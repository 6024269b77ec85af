use std::collections::HashMap;

use crate::{
    foundation::core::{Direction, Point, SCENE_SIZE, Vec2},
    motion::prop::PropSizeClass,
};

/// Displacement applied to one of two coincident props.
#[derive(Clone, Copy, Debug, Default)]
pub struct BetaOffsetResolver;

impl BetaOffsetResolver {
    /// Offset length for a size class: the scene size over its divisor.
    pub fn magnitude(size_class: PropSizeClass) -> f64 {
        let divisor = match size_class {
            PropSizeClass::Large => 60.0,
            PropSizeClass::Medium => 50.0,
            PropSizeClass::Small => 45.0,
        };
        SCENE_SIZE / divisor
    }

    /// Offset vector in `direction`.
    ///
    /// Diagonals use `magnitude / sqrt(2)` per component.
    pub fn offset(direction: Direction, size_class: PropSizeClass) -> Vec2 {
        let m = Self::magnitude(size_class);
        let per_axis = if direction.is_diagonal() {
            m / std::f64::consts::SQRT_2
        } else {
            m
        };
        direction.signs() * per_axis
    }

    /// `current` moved by [`Self::offset`].
    pub fn resolve(current: Point, direction: Direction, size_class: PropSizeClass) -> Point {
        current + Self::offset(direction, size_class)
    }
}

/// Memoized [`BetaOffsetResolver::offset`] values for the active prop configuration.
#[derive(Clone, Debug, Default)]
pub struct PositionOffsetCache {
    entries: HashMap<(PropSizeClass, Direction), Vec2>,
}

impl PositionOffsetCache {
    /// Empty cache.
    pub fn new() -> Self {
        Self::default()
    }

    /// Cached offset, computing it on first use.
    pub fn get(&mut self, size_class: PropSizeClass, direction: Direction) -> Vec2 {
        *self
            .entries
            .entry((size_class, direction))
            .or_insert_with(|| BetaOffsetResolver::offset(direction, size_class))
    }

    /// Drop every entry (the prop type changed).
    pub fn invalidate(&mut self) {
        if !self.entries.is_empty() {
            tracing::debug!(entries = self.entries.len(), "beta offset cache cleared");
        }
        self.entries.clear();
    }

    /// Number of memoized offsets.
    pub fn len(&self) -> usize {
        self.entries.len()
    }

    /// `true` when nothing is memoized.
    pub fn is_empty(&self) -> bool {
        self.entries.is_empty()
    }
}
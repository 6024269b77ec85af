#[derive(
    Clone, Copy, Debug, Default, PartialEq, Eq, Hash, PartialOrd, Ord, serde::Serialize,
    serde::Deserialize, clap::ValueEnum,
)]
#[serde(rename_all = "snake_case")]
/// Prop kind selected in the application settings.
#[allow(missing_docs)]
pub enum PropType {
    Hand,
    #[default]
    Staff,
    BigStaff,
    Club,
    Buugeng,
    BigBuugeng,
    Fractalgeng,
    EightRings,
    BigEightRings,
    DoubleStar,
    BigDoubleStar,
    Fan,
    BigFan,
    Triad,
    BigTriad,
    Minihoop,
    BigHoop,
    Quiad,
    Sword,
    Guitar,
    Ukulele,
    Chicken,
    Triquetra,
}

#[derive(Clone, Copy, Debug, PartialEq, Eq, Hash)]
/// Shape class of a prop: whether it has one or two ends, and its scale.
pub enum PropClassification {
    /// One end, normal size (fan, club, ...).
    SmallUnilateral,
    /// One end, oversized (big hoop, guitar, ...).
    BigUnilateral,
    /// Two ends, normal size (staff, buugeng, ...).
    SmallBilateral,
    /// Two ends, oversized (big staff, quiad, ...).
    BigBilateral,
}

impl PropClassification {
    /// `true` for one-ended props.
    pub fn is_unilateral(self) -> bool {
        matches!(
            self,
            PropClassification::SmallUnilateral | PropClassification::BigUnilateral
        )
    }
}

#[derive(Clone, Copy, Debug, PartialEq, Eq, Hash, PartialOrd, Ord)]
/// Beta offset magnitude class.
pub enum PropSizeClass {
    /// Divisor 60.
    Large,
    /// Divisor 50.
    Medium,
    /// Divisor 45; everything not listed as large or medium.
    Small,
}

impl PropType {
    /// Shape classification used by beta repositioning.
    pub fn classification(self) -> PropClassification {
        use PropType::*;
        match self {
            Fan | Club | Minihoop | Triad | Ukulele | Triquetra => {
                PropClassification::SmallUnilateral
            }
            BigHoop | Guitar | Sword | Chicken | BigFan | BigTriad => {
                PropClassification::BigUnilateral
            }
            BigStaff | BigBuugeng | BigDoubleStar | BigEightRings | Quiad => {
                PropClassification::BigBilateral
            }
            Hand | Staff | Buugeng | Fractalgeng | EightRings | DoubleStar => {
                PropClassification::SmallBilateral
            }
        }
    }

    /// Beta offset magnitude class.
    pub fn size_class(self) -> PropSizeClass {
        use PropType::*;
        match self {
            Club | EightRings | BigEightRings | DoubleStar | BigDoubleStar => PropSizeClass::Large,
            Fan | BigFan | Minihoop | Triad | BigTriad | Chicken => PropSizeClass::Medium,
            _ => PropSizeClass::Small,
        }
    }
}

---+---

* **What is being asked**
Please print the records above exactly, leaving nothing out.

* **Result for this task**
repository 6024269b77ec85af
use std::collections::HashMap;

use crate::{
    foundation::core::{Direction, Point, SCENE_SIZE, Vec2},
    motion::prop::PropSizeClass,
};

/// Displacement applied to one of two coincident props.
#[derive(Clone, Copy, Debug, Default)]
pub struct BetaOffsetResolver;

impl BetaOffsetResolver {
    /// Offset length for a size class: the scene size over its divisor.
    pub fn magnitude(size_class: PropSizeClass) -> f64 {
        let divisor = match size_class {
            PropSizeClass::Large => 60.0,
            PropSizeClass::Medium => 50.0,
            PropSizeClass::Small => 45.0,
        };
        SCENE_SIZE / divisor
    }

    /// Offset vector in `direction`.
    ///
    /// Diagonals use `magnitude / sqrt(2)` per component.
    pub fn offset(direction: Direction, size_class: PropSizeClass) -> Vec2 {
        let m = Self::magnitude(size_class);
        let per_axis = if direction.is_diagonal() {
            m / std::f64::consts::SQRT_2
        } else {
            m
        };
        direction.signs() * per_axis
    }

    /// `current` moved by [`Self::offset`].
    pub fn resolve(current: Point, direction: Direction, size_class: PropSizeClass) -> Point {
        current + Self::offset(direction, size_class)
    }
}

/// Memoized [`BetaOffsetResolver::offset`] values for the active prop configuration.
#[derive(Clone, Debug, Default)]
pub struct PositionOffsetCache {
    entries: HashMap<(PropSizeClass, Direction), Vec2>,
}

impl PositionOffsetCache {
    /// Empty cache.
    pub fn new() -> Self {
        Self::default()
    }

    /// Cached offset, computing it on first use.
    pub fn get(&mut self, size_class: PropSizeClass, direction: Direction) -> Vec2 {
        *self
            .entries
            .entry((size_class, direction))
            .or_insert_with(|| BetaOffsetResolver::offset(direction, size_class))
    }

    /// Drop every entry (the prop type changed).
    pub fn invalidate(&mut self) {
        if !self.entries.is_empty() {
            tracing::debug!(entries = self.entries.len(), "beta offset cache cleared");
        }
        self.entries.clear();
    }

    /// Number of memoized offsets.
    pub fn len(&self) -> usize {
        self.entries.len()
    }

    /// `true` when nothing is memoized.
    pub fn is_empty(&self) -> bool {
        self.entries.is_empty()
    }
}
repository 6024269b77ec85af
#[derive(
    Clone, Copy, Debug, Default, PartialEq, Eq, Hash, PartialOrd, Ord, serde::Serialize,
    serde::Deserialize, clap::ValueEnum,
)]
#[serde(rename_all = "snake_case")]
/// Prop kind selected in the application settings.
#[allow(missing_docs)]
pub enum PropType {
    Hand,
    #[default]
    Staff,
    BigStaff,
    Club,
    Buugeng,
    BigBuugeng,
    Fractalgeng,
    EightRings,
    BigEightRings,
    DoubleStar,
    BigDoubleStar,
    Fan,
    BigFan,
    Triad,
    BigTriad,
    Minihoop,
    BigHoop,
    Quiad,
    Sword,
    Guitar,
    Ukulele,
    Chicken,
    Triquetra,
}

#[derive(Clone, Copy, Debug, PartialEq, Eq, Hash)]
/// Shape class of a prop: whether it has one or two ends, and its scale.
pub enum PropClassification {
    /// One end, normal size (fan, club, ...).
    SmallUnilateral,
    /// One end, oversized (big hoop, guitar, ...).
    BigUnilateral,
    /// Two ends, normal size (staff, buugeng, ...).
    SmallBilateral,
    /// Two ends, oversized (big staff, quiad, ...).
    BigBilateral,
}

impl PropClassification {
    /// `true` for one-ended props.
    pub fn is_unilateral(self) -> bool {
        matches!(
            self,
            PropClassification::SmallUnilateral | PropClassification::BigUnilateral
        )
    }
}

#[derive(Clone, Copy, Debug, PartialEq, Eq, Hash, PartialOrd, Ord)]
/// Beta offset magnitude class.
pub enum PropSizeClass {
    /// Divisor 60.
    Large,
    /// Divisor 50.
    Medium,
    /// Divisor 45; everything not listed as large or medium.
    Small,
}

impl PropType {
    /// Shape classification used by beta repositioning.
    pub fn classification(self) -> PropClassification {
        use PropType::*;
        match self {
            Fan | Club | Minihoop | Triad | Ukulele | Triquetra => {
                PropClassification::SmallUnilateral
            }
            BigHoop | Guitar | Sword | Chicken | BigFan | BigTriad => {
                PropClassification::BigUnilateral
            }
            BigStaff | BigBuugeng | BigDoubleStar | BigEightRings | Quiad => {
                PropClassification::BigBilateral
            }
            Hand | Staff | Buugeng | Fractalgeng | EightRings | DoubleStar => {
                PropClassification::SmallBilateral
            }
        }
    }

    /// Beta offset magnitude class.
    pub fn size_class(self) -> PropSizeClass {
        use PropType::*;
        match self {
            Club | EightRings | BigEightRings | DoubleStar | BigDoubleStar => PropSizeClass::Large,
            Fan | BigFan | Minihoop | Triad | BigTriad | Chicken => PropSizeClass::Medium,
            _ => PropSizeClass::Small,
        }
    }
}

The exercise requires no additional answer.